L’un est un éminent professeur au Collège de France, où il dirige la chaire « Questions morales et enjeux politiques dans les sociétés contemporaines ». L’autre est un professeur clé de sciences politiques qui vit en Israël depuis cinquante ans et se définit comme un citoyen franco-israélien de gauche. Dans Une étrange défaite (La Découverte), Didier Fassin, dont les travaux portent sur la question de « l’inégalité des vies », revient sur le soutien « passif et actif » pays occidentaux à la destruction de Gaza et au massacre de sa population.

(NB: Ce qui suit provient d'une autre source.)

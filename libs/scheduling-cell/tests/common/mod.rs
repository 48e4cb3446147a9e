use std::sync::Arc;

use chrono::{DateTime, NaiveDate, NaiveTime, TimeZone, Utc, Weekday};
use uuid::Uuid;

use scheduling_cell::clock::{Clock, UuidGenerator};
use scheduling_cell::models::{
    Appointment, AppointmentStatus, AvailabilityRule, BookAppointmentRequest, Clinic, Doctor,
    Room, Schedule, TimeOfDayRange,
};
use scheduling_cell::services::BookingService;
use scheduling_cell::store::MemoryStore;
use shared_config::SchedulerConfig;

pub struct FixedClock(pub DateTime<Utc>);

impl Clock for FixedClock {
    fn now(&self) -> DateTime<Utc> {
        self.0
    }
}

pub fn utc(year: i32, month: u32, day: u32, hour: u32, minute: u32) -> DateTime<Utc> {
    Utc.with_ymd_and_hms(year, month, day, hour, minute, 0).unwrap()
}

pub fn date(year: i32, month: u32, day: u32) -> NaiveDate {
    NaiveDate::from_ymd_opt(year, month, day).unwrap()
}

pub fn hours(start_h: u32, start_m: u32, end_h: u32, end_m: u32) -> TimeOfDayRange {
    TimeOfDayRange::new(
        NaiveTime::from_hms_opt(start_h, start_m, 0).unwrap(),
        NaiveTime::from_hms_opt(end_h, end_m, 0).unwrap(),
    )
    .unwrap()
}

pub fn recurring_rule(doctor_id: Uuid, day: Weekday, window: TimeOfDayRange) -> AvailabilityRule {
    AvailabilityRule {
        id: Uuid::new_v4(),
        doctor_id,
        clinic_id: None,
        schedule: Schedule::Recurring {
            day_of_week: day,
            hours: window,
            valid_from: None,
            valid_to: None,
        },
    }
}

pub fn appointment(
    doctor_id: Uuid,
    room_id: Option<Uuid>,
    start: DateTime<Utc>,
    end: DateTime<Utc>,
    status: AppointmentStatus,
) -> Appointment {
    let patient_id = Uuid::new_v4();
    Appointment {
        id: Uuid::new_v4(),
        patient_id,
        doctor_id,
        clinic_id: Uuid::new_v4(),
        room_id,
        scheduled_start: start,
        scheduled_end: end,
        status,
        created_by: patient_id,
        created_at: start,
        updated_at: start,
    }
}

/// One clinic with one room and a doctor available Mondays 09:00-12:00.
/// 2025-01-06 is the Monday the tests book against.
pub struct TestClinic {
    pub store: Arc<MemoryStore>,
    pub booking: BookingService,
    pub doctor_id: Uuid,
    pub clinic_id: Uuid,
    pub room_id: Uuid,
    pub patient_id: Uuid,
}

impl TestClinic {
    pub async fn new() -> Self {
        Self::with_config(SchedulerConfig::default()).await
    }

    pub async fn with_config(config: SchedulerConfig) -> Self {
        let store = Arc::new(MemoryStore::new());
        let created_at = utc(2025, 1, 1, 0, 0);
        let doctor_id = Uuid::new_v4();
        let clinic_id = Uuid::new_v4();
        let room_id = Uuid::new_v4();

        store
            .insert_doctor(Doctor {
                id: doctor_id,
                full_name: "Dana Okafor".to_string(),
                specialties: vec!["general_practice".to_string()],
                created_at,
            })
            .await;
        store
            .insert_clinic(Clinic {
                id: clinic_id,
                name: "Northside Clinic".to_string(),
                created_at,
            })
            .await;
        store
            .insert_room(Room {
                id: room_id,
                clinic_id,
                code: "R1".to_string(),
                name: None,
                created_at,
            })
            .await
            .expect("room seed");
        store
            .insert_rule(recurring_rule(doctor_id, Weekday::Mon, hours(9, 0, 12, 0)))
            .await;

        let booking = BookingService::with_clock_and_ids(
            &config,
            store.clone(),
            store.clone(),
            store.clone(),
            Arc::new(FixedClock(utc(2025, 1, 1, 8, 0))),
            Arc::new(UuidGenerator),
        );

        Self {
            store,
            booking,
            doctor_id,
            clinic_id,
            room_id,
            patient_id: Uuid::new_v4(),
        }
    }

    /// Seed another doctor with the same Monday morning hours.
    pub async fn add_doctor(&self, full_name: &str) -> Uuid {
        let doctor_id = Uuid::new_v4();
        self.store
            .insert_doctor(Doctor {
                id: doctor_id,
                full_name: full_name.to_string(),
                specialties: vec![],
                created_at: utc(2025, 1, 1, 0, 0),
            })
            .await;
        self.store
            .insert_rule(recurring_rule(doctor_id, Weekday::Mon, hours(9, 0, 12, 0)))
            .await;
        doctor_id
    }

    pub fn request(&self, start: DateTime<Utc>, end: DateTime<Utc>) -> BookAppointmentRequest {
        BookAppointmentRequest {
            patient_id: self.patient_id,
            doctor_id: self.doctor_id,
            clinic_id: self.clinic_id,
            room_id: Some(self.room_id),
            start,
            end,
            created_by: self.patient_id,
        }
    }
}
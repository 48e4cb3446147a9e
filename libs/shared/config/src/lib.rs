use std::env;
use std::time::Duration;

use serde::{Deserialize, Serialize};
use tracing::warn;

const DEFAULT_LOCK_WAIT_MS: u64 = 5_000;
const DEFAULT_MAX_APPOINTMENT_MINUTES: i64 = 480;

#[derive(Debug, Clone, Serialize, Deserialize)]
pub struct SchedulerConfig {
    /// Bounded wait for the per-doctor/per-room exclusion scope.
    pub lock_wait_ms: u64,
    /// Upper bound on a single appointment span.
    pub max_appointment_minutes: i64,
}

impl SchedulerConfig {
    pub fn from_env() -> Self {
        let lock_wait_ms = env::var("SCHEDULER_LOCK_WAIT_MS")
            .ok()
            .and_then(|value| value.parse().ok())
            .unwrap_or_else(|| {
                warn!("SCHEDULER_LOCK_WAIT_MS not set, using default");
                DEFAULT_LOCK_WAIT_MS
            });

        let max_appointment_minutes = env::var("SCHEDULER_MAX_APPOINTMENT_MINUTES")
            .ok()
            .and_then(|value| value.parse().ok())
            .unwrap_or_else(|| {
                warn!("SCHEDULER_MAX_APPOINTMENT_MINUTES not set, using default");
                DEFAULT_MAX_APPOINTMENT_MINUTES
            });

        Self {
            lock_wait_ms,
            max_appointment_minutes,
        }
    }

    pub fn lock_wait(&self) -> Duration {
        Duration::from_millis(self.lock_wait_ms)
    }
}

impl Default for SchedulerConfig {
    fn default() -> Self {
        Self {
            lock_wait_ms: DEFAULT_LOCK_WAIT_MS,
            max_appointment_minutes: DEFAULT_MAX_APPOINTMENT_MINUTES,
        }
    }
}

Sa vision de l’intensification du conflit au Moyen-Orient depuis le 7 octobre s’écarte parfois profondément de celle de son collègue Denis Charbit qui publiait Israël : l’impossible État normal (Calmann-Lévy). Pour ce dernier, professeur de sciences politiques à l’Université ouverte d’Israël, cette guerre, qui a commencé bien avant l’attaque sanglante du Hamas en Israël il y a un an, a annihilé toute notion d’universalité chez les Israéliens comme chez les Palestiniens. Guerre des récits, qualification du génocide, antisémitisme… Entre les deux chercheurs, les points d’accord sont rares, mais l’envie de dialogue est bien présente.
Quelles leçons avez-vous tirées de l’année écoulée ?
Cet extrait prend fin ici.